A verdade, nua e crua, confessa
a dignidade consumada.
Assim vejo e sinto o livro de Günter Grass, a quem vi algumas vezes no Centro Cultural de S. Lourenço, em Almancil, no Algarve.
Jacob Collins, Green Onions, Still life, 2004 daqui
A cebola tem muitas camadas. Existem em maioria. Mal é descascada, renova-se. Cortada, provoca lágrimas. Só ao descascá-la fala verdade. (...)

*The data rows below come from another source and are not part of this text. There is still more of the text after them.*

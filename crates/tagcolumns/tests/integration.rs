//! End-to-end tests: specs to columns, registry views, caching and sorting.

use std::rc::Rc;

use tagcolumns::adapters::{NumericSortAdapter, ReverseAdapter};
use tagcolumns::factory::{common_columns, make_field_column, make_script_column};
use tagcolumns::{
    sorted_positions, Column, ColumnKind, ColumnManager, ColumnRegistry, ColumnSpec, ColumnsError,
    FieldReferenceProvider, Item, ItemAnchor, LookupError, Metadata, OrderBy, PercentTemplate,
    ScriptEvaluator, SharedProvider, SortingAdapterName, SpecStore, ViewId,
};
use tempfile::TempDir;

// ============================================================================
// Test helpers
// ============================================================================

struct Track {
    anchor: ItemAnchor,
    tags: Metadata,
}

impl Track {
    fn new(pairs: &[(&str, &str)]) -> Self {
        Track {
            anchor: ItemAnchor::new(),
            tags: pairs.iter().copied().collect(),
        }
    }

    fn set(&mut self, tag: &str, value: &str) {
        self.tags.set(tag, value);
    }
}

impl Item for Track {
    fn column(&self, key: &str) -> Result<String, LookupError> {
        Ok(self.tags.get(key).unwrap_or_default())
    }

    fn metadata(&self) -> Option<&Metadata> {
        Some(&self.tags)
    }

    fn anchor(&self) -> Option<&ItemAnchor> {
        Some(&self.anchor)
    }
}

/// A plain row: no metadata, no anchor.
struct Cell(&'static str);

impl Item for Cell {
    fn column(&self, _key: &str) -> Result<String, LookupError> {
        Ok(self.0.to_string())
    }
}

fn evaluator() -> Rc<dyn ScriptEvaluator> {
    Rc::new(PercentTemplate::new())
}

// ============================================================================
// Script columns
// ============================================================================

#[test]
fn script_column_serves_cached_value_until_invalidated() {
    let column = make_script_column("Artist", "artist_s", "%artist%!", evaluator(), Some(10_000), None)
        .build()
        .unwrap();
    let mut track = Track::new(&[("artist", "Björk")]);

    assert_eq!(column.value(&track), "Björk!");
    track.set("artist", "Bjork");
    assert_eq!(column.value(&track), "Björk!");

    column.invalidate_cache(Some(&track as &dyn Item));
    assert_eq!(column.value(&track), "Bjork!");
}

#[test]
fn script_column_without_budget_always_recomputes() {
    let column = make_script_column("Artist", "artist_s", "%artist%", evaluator(), Some(-1), None)
        .build()
        .unwrap();
    let mut track = Track::new(&[("artist", "one")]);

    assert_eq!(column.value(&track), "one");
    track.set("artist", "two");
    assert_eq!(column.value(&track), "two");
}

#[test]
fn script_column_never_mixes_up_plain_rows() {
    let column = make_script_column("Value", "value_s", "%value%", evaluator(), Some(i64::MAX), None)
        .build()
        .unwrap();

    let mut seen = Vec::new();
    for value in ["A", "B", "C"] {
        let row = Cell(value);
        seen.push(column.value(&row));
    }
    assert_eq!(seen, ["A", "B", "C"]);

    let mut rows = vec![Cell("b"), Cell("a")];
    assert_eq!(rows.iter().map(|row| column.value(row)).collect::<Vec<_>>(), ["b", "a"]);
    rows.sort_by_key(|row| row.0);
    assert_eq!(rows.iter().map(|row| column.value(row)).collect::<Vec<_>>(), ["a", "b"]);
}

#[test]
fn hidden_field_spellings_resolve_the_same() {
    let track = Track::new(&[("~bitrate", "320")]);
    for expression in ["_bitrate", "~bitrate", "bitrate", "%_bitrate%"] {
        let column = ColumnSpec::new("Bitrate", "br", ColumnKind::Field, expression)
            .build_column(evaluator())
            .unwrap();
        assert_eq!(column.value(&track), "320", "expression {expression:?}");
    }
}

// ============================================================================
// Registry
// ============================================================================

#[test]
fn registering_twice_keeps_one_copy_per_view() {
    let mut registry = ColumnRegistry::with_default_views();
    let views = ViewId::defaults();
    registry
        .register(make_field_column("Genre", "genre").build().unwrap(), &views)
        .unwrap();
    registry
        .register(make_field_column("Mood", "mood").build().unwrap(), &views)
        .unwrap();
    registry
        .register(make_field_column("Genre 2", "genre").build().unwrap(), &views)
        .unwrap();

    for view in &views {
        let columns = registry.view(view).unwrap();
        assert_eq!(columns.len(), 2);
        assert_eq!(columns.pos("mood"), Some(0));
        assert_eq!(columns.pos("genre"), Some(1));
        assert_eq!(columns.get(1).unwrap().title, "Genre 2");
    }
}

#[test]
fn unknown_view_leaves_registry_untouched() {
    let mut registry = ColumnRegistry::with_default_views();
    let column = make_field_column("Genre", "genre").build().unwrap();
    let err = registry
        .register(column, &[ViewId::FILE, ViewId::new("SIDEBAR")])
        .unwrap_err();

    assert!(matches!(err, ColumnsError::UnknownView(ref view) if view == "SIDEBAR"));
    assert!(!registry.contains("genre"));
    assert!(registry.view(&ViewId::FILE).unwrap().is_empty());
}

#[test]
fn common_columns_fill_a_view() {
    let mut registry = ColumnRegistry::with_default_views();
    for column in common_columns().unwrap() {
        registry.register(column, &[ViewId::FILE]).unwrap();
    }
    let view = registry.view(&ViewId::FILE).unwrap();
    assert_eq!(view.status_icon_column(), view.pos("title"));
    assert_eq!(view.always_visible_columns().collect::<Vec<_>>(), vec![0]);

    let second_icon = Column::builder("Icon", "icon").status_icon(true).build().unwrap();
    assert!(matches!(
        registry.register(second_icon, &[ViewId::FILE]),
        Err(ColumnsError::DuplicateStatusIcon { existing: 0 })
    ));
}

// ============================================================================
// Sorting
// ============================================================================

#[test]
fn reverse_over_numeric_keeps_numeric_order() {
    let base: SharedProvider = Rc::new(FieldReferenceProvider::new("value"));
    let numeric: SharedProvider = Rc::new(NumericSortAdapter::new(Rc::clone(&base)));
    let reversed: SharedProvider = Rc::new(ReverseAdapter::new(Rc::clone(&numeric)));

    let rows = [Cell("10"), Cell("abc"), Cell("2"), Cell("")];
    let numeric_keys: Vec<_> = rows
        .iter()
        .map(|row| numeric.as_sort_key_provider().unwrap().sort_key(row))
        .collect();
    let reversed_keys: Vec<_> = rows
        .iter()
        .map(|row| reversed.as_sort_key_provider().unwrap().sort_key(row))
        .collect();
    assert_eq!(numeric_keys, reversed_keys);
}

#[test]
fn rows_sort_by_spec_with_sorting_adapter() {
    let mut spec = ColumnSpec::new("Track", "trk", ColumnKind::Field, "tracknumber");
    spec.sorting_adapter = Some(SortingAdapterName::Numeric);
    let column = Rc::new(spec.build_column(evaluator()).unwrap());

    let rows: Vec<Track> = ["10", "abc", "2", "", "7a", "-3.5"]
        .iter()
        .map(|&n| Track::new(&[("tracknumber", n)]))
        .collect();
    let order = sorted_positions(&rows, &[OrderBy::asc(Rc::clone(&column))]);
    let values: Vec<String> = order.iter().map(|&i| column.value(&rows[i])).collect();
    assert_eq!(values, ["-3.5", "2", "10", "", "7a", "abc"]);

    let order = sorted_positions(&rows, &[OrderBy::desc(column)]);
    assert_eq!(order.first(), Some(&1));
}

// ============================================================================
// Persistence
// ============================================================================

#[test]
fn persisted_columns_survive_a_restart() {
    let dir = TempDir::new().unwrap();
    let path = dir.path().join("columns.yaml");

    let mut first = ColumnManager::new(
        SpecStore::new(&path),
        ColumnRegistry::with_default_views(),
        evaluator(),
    );
    let mut script = ColumnSpec::new("Label", "label", ColumnKind::Script, "[%label%]");
    script.add_to = "ALBUM_VIEW".to_string();
    script.sorting_adapter = Some(SortingAdapterName::NullsLast);
    first.add_column(&script).unwrap();
    first
        .add_column(&ColumnSpec::new("Mood", "mood", ColumnKind::Field, "mood"))
        .unwrap();
    assert!(first.remove_column("mood").unwrap());

    let mut second = ColumnManager::new(
        SpecStore::new(&path),
        ColumnRegistry::with_default_views(),
        evaluator(),
    );
    assert_eq!(second.load_persisted().unwrap(), 1);
    assert_eq!(second.store().load().unwrap(), vec![script]);

    let registry = second.registry();
    assert!(registry.view(&ViewId::FILE).unwrap().is_empty());
    let column = registry.get("label").unwrap();
    assert_eq!(column.value(&Track::new(&[("label", "Warp")])), "[Warp]");
}
//! Value resolution chain used by script columns.
//!
//! Links are tried in order; a link that does not apply, fails, or produces
//! an empty value hands the request to the next one:
//!
//! 1. [`ObjectColumnResolver`]: `item.column(var)` for a bare `%var%` script.
//! 2. [`ContextVariableResolver`]: the variable from the evaluation context.
//! 3. [`ScriptEvaluatorResolver`]: full script evaluation (always applies).
//!
//! Cheap exact lookups come first so that plain variable columns rarely pay
//! for the evaluator.

use std::fmt;
use std::rc::Rc;

use log::debug;
use thiserror::Error;

use crate::item::{Item, LookupError};
use crate::script::{ScriptContext, ScriptError, ScriptEvaluator};

/// Errors a resolver link may report. The chain logs them and moves on.
#[derive(Debug, Clone, PartialEq, Eq, Error)]
pub enum ResolveError {
    #[error(transparent)]
    Lookup(#[from] LookupError),

    #[error(transparent)]
    Script(#[from] ScriptError),
}

/// Everything a resolver link gets to look at.
#[derive(Debug, Clone, Copy)]
pub struct ResolveRequest<'a> {
    /// The row being evaluated.
    pub item: &'a dyn Item,
    /// Normalized variable name when the script is a bare `%var%`.
    pub simple_var: Option<&'a str>,
    /// Full script text.
    pub script: &'a str,
    /// Evaluation context; carries the item as file hint.
    pub context: &'a ScriptContext<'a>,
}

/// One link of the resolution chain.
pub trait ValueResolver {
    /// Returns `true` if this link applies to the request.
    fn can_resolve(&self, request: &ResolveRequest<'_>) -> bool;

    /// Computes the value for the request.
    fn resolve(&self, request: &ResolveRequest<'_>) -> Result<String, ResolveError>;

    /// Short name used in log messages.
    fn name(&self) -> &'static str;
}

/// Reads a bare variable through [`Item::column`].
#[derive(Debug, Default, Clone, Copy)]
pub struct ObjectColumnResolver;

impl ValueResolver for ObjectColumnResolver {
    fn can_resolve(&self, request: &ResolveRequest<'_>) -> bool {
        request.simple_var.is_some()
    }

    fn resolve(&self, request: &ResolveRequest<'_>) -> Result<String, ResolveError> {
        match request.simple_var {
            Some(var) => Ok(request.item.column(var)?),
            None => Ok(String::new()),
        }
    }

    fn name(&self) -> &'static str {
        "object-column"
    }
}

/// Reads a bare variable from the evaluation context.
#[derive(Debug, Default, Clone, Copy)]
pub struct ContextVariableResolver;

impl ValueResolver for ContextVariableResolver {
    fn can_resolve(&self, request: &ResolveRequest<'_>) -> bool {
        request.simple_var.is_some() && request.context.metadata().is_some()
    }

    fn resolve(&self, request: &ResolveRequest<'_>) -> Result<String, ResolveError> {
        Ok(request
            .simple_var
            .and_then(|var| request.context.lookup(var))
            .unwrap_or_default())
    }

    fn name(&self) -> &'static str {
        "context-variable"
    }
}

/// Evaluates the full script with a shared evaluator.
pub struct ScriptEvaluatorResolver {
    evaluator: Rc<dyn ScriptEvaluator>,
}

impl ScriptEvaluatorResolver {
    pub fn new(evaluator: Rc<dyn ScriptEvaluator>) -> Self {
        ScriptEvaluatorResolver { evaluator }
    }
}

impl fmt::Debug for ScriptEvaluatorResolver {
    fn fmt(&self, f: &mut fmt::Formatter<'_>) -> fmt::Result {
        f.debug_struct("ScriptEvaluatorResolver").finish_non_exhaustive()
    }
}

impl ValueResolver for ScriptEvaluatorResolver {
    fn can_resolve(&self, _request: &ResolveRequest<'_>) -> bool {
        true
    }

    fn resolve(&self, request: &ResolveRequest<'_>) -> Result<String, ResolveError> {
        Ok(self.evaluator.evaluate(request.script, request.context)?)
    }

    fn name(&self) -> &'static str {
        "script-evaluator"
    }
}

/// Ordered list of resolver links.
pub struct ValueResolverChain {
    links: Vec<Box<dyn ValueResolver>>,
}

impl ValueResolverChain {
    /// Builds the standard object, context, evaluator chain.
    pub fn new(evaluator: Rc<dyn ScriptEvaluator>) -> Self {
        ValueResolverChain {
            links: vec![
                Box::new(ObjectColumnResolver),
                Box::new(ContextVariableResolver),
                Box::new(ScriptEvaluatorResolver::new(evaluator)),
            ],
        }
    }

    /// Builds a chain from explicit links.
    pub fn with_links(links: Vec<Box<dyn ValueResolver>>) -> Self {
        ValueResolverChain { links }
    }

    /// Returns the first non-empty value any applicable link produces,
    /// or `""` when none does.
    pub fn resolve_value(&self, request: &ResolveRequest<'_>) -> String {
        for link in &self.links {
            if !link.can_resolve(request) {
                continue;
            }
            match link.resolve(request) {
                Ok(value) if !value.is_empty() => return value,
                Ok(_) => {}
                Err(err) => debug!(
                    "resolver {} failed for {:?}: {}",
                    link.name(),
                    request.script,
                    err
                ),
            }
        }
        String::new()
    }
}

impl fmt::Debug for ValueResolverChain {
    fn fmt(&self, f: &mut fmt::Formatter<'_>) -> fmt::Result {
        f.debug_list()
            .entries(self.links.iter().map(|link| link.name()))
            .finish()
    }
}

#[cfg(test)]
mod tests {
    use super::*;
    use crate::item::Metadata;
    use crate::script::PercentTemplate;
    use std::cell::Cell;

    struct Track {
        columns: Vec<(&'static str, &'static str)>,
        metadata: Option<Metadata>,
    }

    impl Item for Track {
        fn column(&self, key: &str) -> Result<String, LookupError> {
            self.columns
                .iter()
                .find(|(k, _)| *k == key)
                .map(|(_, v)| v.to_string())
                .ok_or_else(|| LookupError::UnknownKey(key.to_string()))
        }

        fn metadata(&self) -> Option<&Metadata> {
            self.metadata.as_ref()
        }
    }

    struct CountingEvaluator {
        calls: Cell<usize>,
        result: Result<String, ScriptError>,
    }

    impl ScriptEvaluator for CountingEvaluator {
        fn evaluate(&self, _: &str, _: &ScriptContext<'_>) -> Result<String, ScriptError> {
            self.calls.set(self.calls.get() + 1);
            self.result.clone()
        }

        fn validate(&self, _: &str) -> Result<(), ScriptError> {
            Ok(())
        }
    }

    fn resolve(chain: &ValueResolverChain, item: &dyn Item, var: Option<&str>, script: &str) -> String {
        let context = ScriptContext::for_item(item);
        chain.resolve_value(&ResolveRequest {
            item,
            simple_var: var,
            script,
            context: &context,
        })
    }

    #[test]
    fn object_column_wins_for_simple_variables() {
        let evaluator = Rc::new(CountingEvaluator {
            calls: Cell::new(0),
            result: Ok("from script".into()),
        });
        let chain = ValueResolverChain::new(evaluator.clone());
        let item = Track {
            columns: vec![("artist", "from column")],
            metadata: Some([("artist", "from metadata")].into_iter().collect()),
        };
        assert_eq!(resolve(&chain, &item, Some("artist"), "%artist%"), "from column");
        assert_eq!(evaluator.calls.get(), 0);
    }

    #[test]
    fn context_is_used_when_column_lookup_fails() {
        let chain = ValueResolverChain::new(Rc::new(PercentTemplate::new()));
        let item = Track {
            columns: vec![],
            metadata: Some([("artist", "from metadata")].into_iter().collect()),
        };
        assert_eq!(resolve(&chain, &item, Some("artist"), "%artist%"), "from metadata");
    }

    #[test]
    fn evaluator_handles_full_scripts() {
        let evaluator = Rc::new(CountingEvaluator {
            calls: Cell::new(0),
            result: Ok("evaluated".into()),
        });
        let chain = ValueResolverChain::new(evaluator.clone());
        let item = Track {
            columns: vec![("artist", "A")],
            metadata: None,
        };
        assert_eq!(resolve(&chain, &item, None, "$upper(%artist%)"), "evaluated");
        assert_eq!(evaluator.calls.get(), 1);
    }

    #[test]
    fn empty_links_fall_through_to_evaluator() {
        let evaluator = Rc::new(CountingEvaluator {
            calls: Cell::new(0),
            result: Ok("fallback".into()),
        });
        let chain = ValueResolverChain::new(evaluator.clone());
        let item = Track {
            columns: vec![("artist", "")],
            metadata: Some(Metadata::new()),
        };
        assert_eq!(resolve(&chain, &item, Some("artist"), "%artist%"), "fallback");
        assert_eq!(evaluator.calls.get(), 1);
    }

    #[test]
    fn evaluator_errors_resolve_to_empty() {
        let chain = ValueResolverChain::new(Rc::new(CountingEvaluator {
            calls: Cell::new(0),
            result: Err(ScriptError::Evaluation("boom".into())),
        }));
        let item = Track {
            columns: vec![],
            metadata: None,
        };
        assert_eq!(resolve(&chain, &item, None, "$fail()"), "");
    }

    #[test]
    fn custom_links_run_in_order() {
        let chain = ValueResolverChain::with_links(vec![Box::new(ContextVariableResolver)]);
        let item = Track {
            columns: vec![("title", "column")],
            metadata: Some([("title", "context")].into_iter().collect()),
        };
        assert_eq!(resolve(&chain, &item, Some("title"), "%title%"), "context");
        assert_eq!(resolve(&chain, &item, None, "%title%"), "");
    }
}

Uma palavra puxa a outra, Sculden e Schuld, dívidas e culpa. Duas palavras tão próximas uma da outra, tão firmemente enraizadas no solo féril da língua alemã, apesar de se conseguir resolver a primeira, atenuando-a, através de pagamento - nem que seja em prestações, como fazia a clientela da minha mãe que comprava a fiado -, a culpa, porém, tanto a comprovável como a escondida, ou aquela que apenas se suspeita, essa fica. Faz tiquetaque sem parar, e mesmo nas viagens a nenhures lá está ela no seu lugar, à espera. Recita a sua pequena sentença, não teme repetições, faz-se esquecer, por longos períodos, magnânima, e hiberna em sonhos. Permanece como sedimento, não pode ser removida como uma mancha, sorvida como uma poça. Aprendeu desde cedo a procurat refúgio, confessada na concha de um ouvido, a tornar-se mais pequena do que pequena, num nada, fazendo-se passar por prescrita ou há muito perdoada, mas está afinal, assim que a cebola desaparece camada, após camada, inscrita nas camadas mais novas: às vezes com letras maiúsculas, outras como frase subordinada ou nota de rodapé, às vezes é claramente legível, outras ainda aparece em hieróglifos que, quando muito, podem ser decifradas a custo.
Günter Grass, Descascando a cebola. Autobiografia 1939-1959. Cruz-Quebrada: Casa das Letras, 2007,p. 11 e 33.
"Pagliacci" de Leoncavallo, Placido Domingo, versão do filme de Franco Zeffirelli, 1981.
Interessante. Como se consegue descobrir poesia numa cebola. Beijinhos!
ResponderEliminarÉ verdade, Margarida.
EliminarGünter Grass é que me levou a descobrir.
Beijinhos. :))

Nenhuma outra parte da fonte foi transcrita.